TASK BRIEF :: Say how many lines of the material below contain the word "apimachinery", with no other words.

|---|

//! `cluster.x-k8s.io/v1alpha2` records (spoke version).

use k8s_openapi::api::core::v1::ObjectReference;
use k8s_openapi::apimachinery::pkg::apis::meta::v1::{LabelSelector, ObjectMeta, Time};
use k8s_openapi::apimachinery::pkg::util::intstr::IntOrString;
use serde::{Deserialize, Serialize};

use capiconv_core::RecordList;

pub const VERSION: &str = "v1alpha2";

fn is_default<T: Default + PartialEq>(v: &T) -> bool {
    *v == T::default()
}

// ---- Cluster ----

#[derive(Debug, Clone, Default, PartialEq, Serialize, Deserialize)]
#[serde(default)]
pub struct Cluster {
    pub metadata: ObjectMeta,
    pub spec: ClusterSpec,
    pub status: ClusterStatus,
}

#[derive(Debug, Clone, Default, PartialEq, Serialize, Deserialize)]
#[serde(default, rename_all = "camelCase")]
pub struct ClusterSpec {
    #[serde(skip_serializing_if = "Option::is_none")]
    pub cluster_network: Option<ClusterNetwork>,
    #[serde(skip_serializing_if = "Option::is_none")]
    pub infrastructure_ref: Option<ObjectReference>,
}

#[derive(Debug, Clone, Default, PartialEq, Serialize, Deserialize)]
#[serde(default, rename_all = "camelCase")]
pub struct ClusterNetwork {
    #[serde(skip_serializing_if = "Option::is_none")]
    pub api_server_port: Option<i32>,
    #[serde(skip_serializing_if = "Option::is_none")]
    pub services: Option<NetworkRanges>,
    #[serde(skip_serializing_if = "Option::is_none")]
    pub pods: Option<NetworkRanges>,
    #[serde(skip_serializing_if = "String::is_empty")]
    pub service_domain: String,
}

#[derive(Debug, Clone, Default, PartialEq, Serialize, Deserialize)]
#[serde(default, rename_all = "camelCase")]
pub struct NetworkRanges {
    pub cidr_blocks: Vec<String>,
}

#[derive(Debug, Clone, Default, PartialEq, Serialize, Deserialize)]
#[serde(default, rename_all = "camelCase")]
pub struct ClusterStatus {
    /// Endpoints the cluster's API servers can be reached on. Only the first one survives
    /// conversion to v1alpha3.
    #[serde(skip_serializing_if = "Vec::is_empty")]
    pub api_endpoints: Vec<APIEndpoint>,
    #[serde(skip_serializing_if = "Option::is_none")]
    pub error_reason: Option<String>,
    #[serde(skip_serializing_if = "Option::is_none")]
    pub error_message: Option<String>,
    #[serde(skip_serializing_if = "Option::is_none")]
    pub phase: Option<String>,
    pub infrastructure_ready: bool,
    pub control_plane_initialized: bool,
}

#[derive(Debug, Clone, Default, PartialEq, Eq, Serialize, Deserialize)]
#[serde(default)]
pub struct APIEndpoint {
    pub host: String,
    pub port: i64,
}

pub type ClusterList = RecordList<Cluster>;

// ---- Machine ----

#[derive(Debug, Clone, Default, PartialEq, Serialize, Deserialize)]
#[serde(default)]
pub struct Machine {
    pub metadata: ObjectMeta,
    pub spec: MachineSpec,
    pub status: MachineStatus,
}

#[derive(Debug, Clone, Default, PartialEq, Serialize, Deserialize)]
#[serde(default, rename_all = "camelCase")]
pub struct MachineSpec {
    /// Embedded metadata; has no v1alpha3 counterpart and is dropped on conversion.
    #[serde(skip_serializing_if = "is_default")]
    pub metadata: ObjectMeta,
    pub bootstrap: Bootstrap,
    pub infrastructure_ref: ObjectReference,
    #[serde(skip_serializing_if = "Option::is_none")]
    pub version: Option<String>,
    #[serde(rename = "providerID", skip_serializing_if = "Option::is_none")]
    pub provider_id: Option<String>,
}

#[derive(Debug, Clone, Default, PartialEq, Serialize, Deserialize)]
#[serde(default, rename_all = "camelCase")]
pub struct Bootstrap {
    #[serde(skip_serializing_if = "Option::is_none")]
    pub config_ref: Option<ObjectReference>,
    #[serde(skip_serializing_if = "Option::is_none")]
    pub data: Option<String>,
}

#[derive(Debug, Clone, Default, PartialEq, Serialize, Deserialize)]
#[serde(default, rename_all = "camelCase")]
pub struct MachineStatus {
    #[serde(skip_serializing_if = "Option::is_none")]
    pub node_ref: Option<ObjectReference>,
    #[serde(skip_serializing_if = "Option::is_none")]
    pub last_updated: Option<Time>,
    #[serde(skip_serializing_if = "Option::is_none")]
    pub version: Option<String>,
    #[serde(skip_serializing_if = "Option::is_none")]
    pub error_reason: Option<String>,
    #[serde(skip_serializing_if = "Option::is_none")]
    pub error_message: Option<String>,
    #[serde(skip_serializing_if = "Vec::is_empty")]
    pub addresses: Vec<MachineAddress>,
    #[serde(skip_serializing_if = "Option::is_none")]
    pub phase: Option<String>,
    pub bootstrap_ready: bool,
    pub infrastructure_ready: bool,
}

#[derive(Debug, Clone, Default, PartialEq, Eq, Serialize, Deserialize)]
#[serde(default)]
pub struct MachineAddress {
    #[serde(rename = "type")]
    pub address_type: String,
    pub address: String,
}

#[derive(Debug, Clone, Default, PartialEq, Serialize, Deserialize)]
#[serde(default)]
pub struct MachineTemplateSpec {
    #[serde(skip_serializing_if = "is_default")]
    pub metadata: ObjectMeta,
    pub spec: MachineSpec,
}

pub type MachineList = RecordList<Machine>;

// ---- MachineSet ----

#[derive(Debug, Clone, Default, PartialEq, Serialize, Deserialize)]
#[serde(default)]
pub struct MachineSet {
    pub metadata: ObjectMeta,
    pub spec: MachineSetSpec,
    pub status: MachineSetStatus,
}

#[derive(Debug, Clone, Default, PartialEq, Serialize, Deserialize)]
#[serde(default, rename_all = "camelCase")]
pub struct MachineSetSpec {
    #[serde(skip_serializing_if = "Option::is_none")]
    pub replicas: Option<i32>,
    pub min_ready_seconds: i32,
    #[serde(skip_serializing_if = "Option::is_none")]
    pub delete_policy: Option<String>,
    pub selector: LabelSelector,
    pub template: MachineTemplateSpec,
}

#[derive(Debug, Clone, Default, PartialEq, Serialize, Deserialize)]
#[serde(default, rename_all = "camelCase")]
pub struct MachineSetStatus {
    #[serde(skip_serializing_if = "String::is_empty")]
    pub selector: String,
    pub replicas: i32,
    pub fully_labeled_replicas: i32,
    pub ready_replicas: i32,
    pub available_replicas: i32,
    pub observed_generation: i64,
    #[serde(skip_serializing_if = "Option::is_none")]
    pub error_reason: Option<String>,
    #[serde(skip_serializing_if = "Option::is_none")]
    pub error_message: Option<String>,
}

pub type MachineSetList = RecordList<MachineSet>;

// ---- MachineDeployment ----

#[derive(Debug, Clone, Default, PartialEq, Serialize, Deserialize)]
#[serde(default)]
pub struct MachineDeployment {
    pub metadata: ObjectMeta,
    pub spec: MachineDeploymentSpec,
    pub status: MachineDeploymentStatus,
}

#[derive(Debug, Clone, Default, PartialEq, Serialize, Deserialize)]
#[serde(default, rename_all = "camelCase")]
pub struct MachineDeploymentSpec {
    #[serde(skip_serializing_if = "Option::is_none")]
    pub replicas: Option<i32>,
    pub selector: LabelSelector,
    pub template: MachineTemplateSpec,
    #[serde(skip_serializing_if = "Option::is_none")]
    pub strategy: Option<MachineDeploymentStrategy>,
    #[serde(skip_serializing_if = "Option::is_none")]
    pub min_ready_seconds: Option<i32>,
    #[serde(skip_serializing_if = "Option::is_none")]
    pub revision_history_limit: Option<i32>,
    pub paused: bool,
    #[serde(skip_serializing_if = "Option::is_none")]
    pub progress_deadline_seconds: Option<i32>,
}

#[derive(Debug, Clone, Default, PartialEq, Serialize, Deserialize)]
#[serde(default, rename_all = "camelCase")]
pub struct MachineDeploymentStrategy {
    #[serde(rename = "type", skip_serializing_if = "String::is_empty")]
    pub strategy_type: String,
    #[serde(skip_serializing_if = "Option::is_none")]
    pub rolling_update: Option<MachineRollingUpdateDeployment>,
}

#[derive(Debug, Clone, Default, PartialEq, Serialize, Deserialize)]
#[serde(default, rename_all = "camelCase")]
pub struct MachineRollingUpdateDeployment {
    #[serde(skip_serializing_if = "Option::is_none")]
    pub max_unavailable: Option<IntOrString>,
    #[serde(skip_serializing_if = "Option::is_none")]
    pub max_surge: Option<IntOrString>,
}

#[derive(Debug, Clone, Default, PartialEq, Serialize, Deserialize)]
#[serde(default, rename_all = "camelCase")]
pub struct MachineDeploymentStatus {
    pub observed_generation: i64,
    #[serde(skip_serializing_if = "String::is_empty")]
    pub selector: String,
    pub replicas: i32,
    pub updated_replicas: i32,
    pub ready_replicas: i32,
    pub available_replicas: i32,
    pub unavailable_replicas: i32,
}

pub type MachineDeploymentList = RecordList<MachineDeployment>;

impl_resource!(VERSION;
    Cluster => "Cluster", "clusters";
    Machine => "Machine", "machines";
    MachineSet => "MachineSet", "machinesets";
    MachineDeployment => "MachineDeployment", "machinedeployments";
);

|---|

SOLUTION FOR THIS EXERCISE :: 2